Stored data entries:
== Segment start ==

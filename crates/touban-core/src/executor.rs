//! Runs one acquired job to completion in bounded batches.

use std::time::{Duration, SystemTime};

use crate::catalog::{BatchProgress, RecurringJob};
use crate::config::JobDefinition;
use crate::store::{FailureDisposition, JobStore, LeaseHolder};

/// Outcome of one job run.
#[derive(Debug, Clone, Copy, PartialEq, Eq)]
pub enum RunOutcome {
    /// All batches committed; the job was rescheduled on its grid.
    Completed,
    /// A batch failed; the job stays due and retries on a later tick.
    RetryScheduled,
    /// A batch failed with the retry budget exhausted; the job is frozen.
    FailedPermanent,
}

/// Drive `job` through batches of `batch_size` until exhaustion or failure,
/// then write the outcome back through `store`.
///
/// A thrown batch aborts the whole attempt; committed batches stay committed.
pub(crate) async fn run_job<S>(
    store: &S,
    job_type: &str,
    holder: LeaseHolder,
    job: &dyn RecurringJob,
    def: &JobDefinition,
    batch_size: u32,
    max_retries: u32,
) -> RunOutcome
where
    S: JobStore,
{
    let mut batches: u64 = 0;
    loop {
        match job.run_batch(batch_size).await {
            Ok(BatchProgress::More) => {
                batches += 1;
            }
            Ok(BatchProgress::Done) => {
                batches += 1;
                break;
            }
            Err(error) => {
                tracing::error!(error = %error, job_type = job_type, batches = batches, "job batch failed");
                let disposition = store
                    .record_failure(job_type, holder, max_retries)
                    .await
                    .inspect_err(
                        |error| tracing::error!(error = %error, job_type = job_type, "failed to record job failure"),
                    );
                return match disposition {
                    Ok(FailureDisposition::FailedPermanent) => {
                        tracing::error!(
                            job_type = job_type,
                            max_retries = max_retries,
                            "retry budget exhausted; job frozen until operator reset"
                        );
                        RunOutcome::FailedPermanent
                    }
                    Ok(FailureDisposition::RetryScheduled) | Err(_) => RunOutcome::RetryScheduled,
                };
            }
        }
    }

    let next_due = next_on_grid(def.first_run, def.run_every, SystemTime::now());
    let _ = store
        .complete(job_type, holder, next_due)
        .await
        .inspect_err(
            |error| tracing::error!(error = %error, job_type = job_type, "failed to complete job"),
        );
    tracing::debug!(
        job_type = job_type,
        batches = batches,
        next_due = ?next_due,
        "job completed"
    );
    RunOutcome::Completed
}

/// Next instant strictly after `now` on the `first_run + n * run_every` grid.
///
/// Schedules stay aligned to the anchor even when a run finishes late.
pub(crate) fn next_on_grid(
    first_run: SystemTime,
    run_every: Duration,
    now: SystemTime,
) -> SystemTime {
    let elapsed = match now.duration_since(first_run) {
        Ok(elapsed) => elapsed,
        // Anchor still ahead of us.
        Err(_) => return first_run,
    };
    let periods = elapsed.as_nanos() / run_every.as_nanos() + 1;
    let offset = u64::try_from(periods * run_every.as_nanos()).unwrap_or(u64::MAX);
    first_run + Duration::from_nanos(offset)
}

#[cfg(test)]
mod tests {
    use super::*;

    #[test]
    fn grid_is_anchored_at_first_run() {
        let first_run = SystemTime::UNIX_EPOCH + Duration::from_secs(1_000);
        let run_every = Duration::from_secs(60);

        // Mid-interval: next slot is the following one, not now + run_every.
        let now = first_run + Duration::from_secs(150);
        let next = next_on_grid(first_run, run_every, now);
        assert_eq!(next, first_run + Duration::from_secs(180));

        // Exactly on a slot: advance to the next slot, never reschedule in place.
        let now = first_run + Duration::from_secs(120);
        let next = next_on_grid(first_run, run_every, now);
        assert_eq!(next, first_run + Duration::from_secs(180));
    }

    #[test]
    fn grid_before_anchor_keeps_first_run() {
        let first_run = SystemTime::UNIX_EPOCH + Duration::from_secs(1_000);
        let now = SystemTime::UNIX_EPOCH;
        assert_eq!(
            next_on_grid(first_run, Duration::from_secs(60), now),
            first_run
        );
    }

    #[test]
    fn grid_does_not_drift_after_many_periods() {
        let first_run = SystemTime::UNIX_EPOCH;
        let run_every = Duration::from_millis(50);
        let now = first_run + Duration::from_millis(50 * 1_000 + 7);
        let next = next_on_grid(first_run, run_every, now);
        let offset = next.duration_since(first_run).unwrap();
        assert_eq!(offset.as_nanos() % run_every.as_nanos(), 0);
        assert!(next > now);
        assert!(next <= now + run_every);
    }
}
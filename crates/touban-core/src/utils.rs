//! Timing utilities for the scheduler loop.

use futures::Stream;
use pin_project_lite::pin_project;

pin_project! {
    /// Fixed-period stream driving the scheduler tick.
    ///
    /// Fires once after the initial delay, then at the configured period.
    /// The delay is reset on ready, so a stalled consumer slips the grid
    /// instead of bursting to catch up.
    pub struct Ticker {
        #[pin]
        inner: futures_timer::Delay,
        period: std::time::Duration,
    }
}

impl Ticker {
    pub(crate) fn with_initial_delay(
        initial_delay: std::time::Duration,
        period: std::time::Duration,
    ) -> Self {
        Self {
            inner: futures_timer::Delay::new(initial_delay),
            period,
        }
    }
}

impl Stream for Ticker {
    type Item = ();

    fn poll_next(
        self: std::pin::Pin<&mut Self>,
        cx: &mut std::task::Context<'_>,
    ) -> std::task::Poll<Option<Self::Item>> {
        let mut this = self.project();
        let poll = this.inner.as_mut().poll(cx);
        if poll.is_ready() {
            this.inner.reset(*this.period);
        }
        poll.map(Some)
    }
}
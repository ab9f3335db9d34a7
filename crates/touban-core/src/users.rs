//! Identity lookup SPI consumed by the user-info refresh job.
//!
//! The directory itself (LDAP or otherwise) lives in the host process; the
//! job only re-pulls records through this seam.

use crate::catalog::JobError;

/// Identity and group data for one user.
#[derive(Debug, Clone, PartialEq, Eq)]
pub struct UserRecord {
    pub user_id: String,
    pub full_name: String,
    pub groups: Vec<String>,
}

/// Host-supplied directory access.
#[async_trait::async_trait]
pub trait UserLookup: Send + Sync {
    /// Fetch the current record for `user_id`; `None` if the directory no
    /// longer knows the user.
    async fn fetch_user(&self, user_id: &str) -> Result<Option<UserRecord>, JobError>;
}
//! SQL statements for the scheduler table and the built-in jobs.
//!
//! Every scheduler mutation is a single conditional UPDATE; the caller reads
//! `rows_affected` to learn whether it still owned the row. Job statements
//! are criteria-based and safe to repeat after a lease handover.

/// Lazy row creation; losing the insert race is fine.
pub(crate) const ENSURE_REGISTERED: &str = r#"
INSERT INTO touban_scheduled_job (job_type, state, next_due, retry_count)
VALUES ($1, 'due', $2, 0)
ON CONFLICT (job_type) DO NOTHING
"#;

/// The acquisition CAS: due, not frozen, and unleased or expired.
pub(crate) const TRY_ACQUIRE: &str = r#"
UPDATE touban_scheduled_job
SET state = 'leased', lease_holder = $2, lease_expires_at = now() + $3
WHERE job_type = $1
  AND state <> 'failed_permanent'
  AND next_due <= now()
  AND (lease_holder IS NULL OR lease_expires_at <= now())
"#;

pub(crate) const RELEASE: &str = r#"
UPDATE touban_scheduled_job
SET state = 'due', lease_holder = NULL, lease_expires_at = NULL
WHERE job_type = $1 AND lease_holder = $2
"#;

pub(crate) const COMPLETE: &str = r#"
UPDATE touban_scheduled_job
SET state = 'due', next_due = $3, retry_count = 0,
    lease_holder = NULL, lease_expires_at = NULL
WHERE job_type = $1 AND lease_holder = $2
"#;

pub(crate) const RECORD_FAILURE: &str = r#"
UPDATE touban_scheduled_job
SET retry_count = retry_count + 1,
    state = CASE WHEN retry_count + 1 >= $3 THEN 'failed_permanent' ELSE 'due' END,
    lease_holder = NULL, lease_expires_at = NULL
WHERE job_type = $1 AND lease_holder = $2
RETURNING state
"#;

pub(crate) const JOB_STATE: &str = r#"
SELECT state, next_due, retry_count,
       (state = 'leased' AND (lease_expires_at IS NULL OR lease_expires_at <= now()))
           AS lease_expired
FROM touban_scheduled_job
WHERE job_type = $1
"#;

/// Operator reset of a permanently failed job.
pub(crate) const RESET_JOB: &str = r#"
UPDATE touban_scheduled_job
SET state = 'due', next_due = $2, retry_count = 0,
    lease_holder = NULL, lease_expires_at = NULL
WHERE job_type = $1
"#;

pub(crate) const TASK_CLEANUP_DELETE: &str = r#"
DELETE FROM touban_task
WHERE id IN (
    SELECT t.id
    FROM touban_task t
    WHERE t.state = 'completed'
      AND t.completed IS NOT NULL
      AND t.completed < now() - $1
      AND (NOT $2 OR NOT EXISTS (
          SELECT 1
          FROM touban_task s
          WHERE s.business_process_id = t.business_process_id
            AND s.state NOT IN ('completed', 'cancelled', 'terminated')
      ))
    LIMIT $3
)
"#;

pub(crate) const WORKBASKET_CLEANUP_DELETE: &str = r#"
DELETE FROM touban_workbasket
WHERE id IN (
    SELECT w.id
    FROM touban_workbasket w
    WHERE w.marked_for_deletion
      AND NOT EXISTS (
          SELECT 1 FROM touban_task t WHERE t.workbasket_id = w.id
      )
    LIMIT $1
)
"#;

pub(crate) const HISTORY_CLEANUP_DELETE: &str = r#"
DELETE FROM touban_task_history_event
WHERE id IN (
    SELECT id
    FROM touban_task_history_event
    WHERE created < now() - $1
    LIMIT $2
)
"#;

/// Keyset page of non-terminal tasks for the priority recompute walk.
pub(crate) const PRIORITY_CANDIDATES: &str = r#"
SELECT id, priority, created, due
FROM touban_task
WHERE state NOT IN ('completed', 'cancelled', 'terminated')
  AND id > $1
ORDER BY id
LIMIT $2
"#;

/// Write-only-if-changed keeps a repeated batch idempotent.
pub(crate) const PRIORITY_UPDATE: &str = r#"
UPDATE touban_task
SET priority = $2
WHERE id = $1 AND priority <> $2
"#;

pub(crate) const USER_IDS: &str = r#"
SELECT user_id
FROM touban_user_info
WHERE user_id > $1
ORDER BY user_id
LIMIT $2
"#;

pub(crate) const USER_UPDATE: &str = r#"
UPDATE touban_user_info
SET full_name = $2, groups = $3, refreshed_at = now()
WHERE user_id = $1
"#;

== Segment end ==

Which lines should be output? Exactly those from the first line of the data through the line containing "RunOutcome::FailedPermanent", inclusive.

filename crates/touban-core/src/executor.rs
//! Runs one acquired job to completion in bounded batches.

use std::time::{Duration, SystemTime};

use crate::catalog::{BatchProgress, RecurringJob};
use crate::config::JobDefinition;
use crate::store::{FailureDisposition, JobStore, LeaseHolder};

/// Outcome of one job run.
#[derive(Debug, Clone, Copy, PartialEq, Eq)]
pub enum RunOutcome {
    /// All batches committed; the job was rescheduled on its grid.
    Completed,
    /// A batch failed; the job stays due and retries on a later tick.
    RetryScheduled,
    /// A batch failed with the retry budget exhausted; the job is frozen.
    FailedPermanent,
}

/// Drive `job` through batches of `batch_size` until exhaustion or failure,
/// then write the outcome back through `store`.
///
/// A thrown batch aborts the whole attempt; committed batches stay committed.
pub(crate) async fn run_job<S>(
    store: &S,
    job_type: &str,
    holder: LeaseHolder,
    job: &dyn RecurringJob,
    def: &JobDefinition,
    batch_size: u32,
    max_retries: u32,
) -> RunOutcome
where
    S: JobStore,
{
    let mut batches: u64 = 0;
    loop {
        match job.run_batch(batch_size).await {
            Ok(BatchProgress::More) => {
                batches += 1;
            }
            Ok(BatchProgress::Done) => {
                batches += 1;
                break;
            }
            Err(error) => {
                tracing::error!(error = %error, job_type = job_type, batches = batches, "job batch failed");
                let disposition = store
                    .record_failure(job_type, holder, max_retries)
                    .await
                    .inspect_err(
                        |error| tracing::error!(error = %error, job_type = job_type, "failed to record job failure"),
                    );
                return match disposition {
                    Ok(FailureDisposition::FailedPermanent) => {
                        tracing::error!(
                            job_type = job_type,
                            max_retries = max_retries,
                            "retry budget exhausted; job frozen until operator reset"
                        );
                        RunOutcome::FailedPermanent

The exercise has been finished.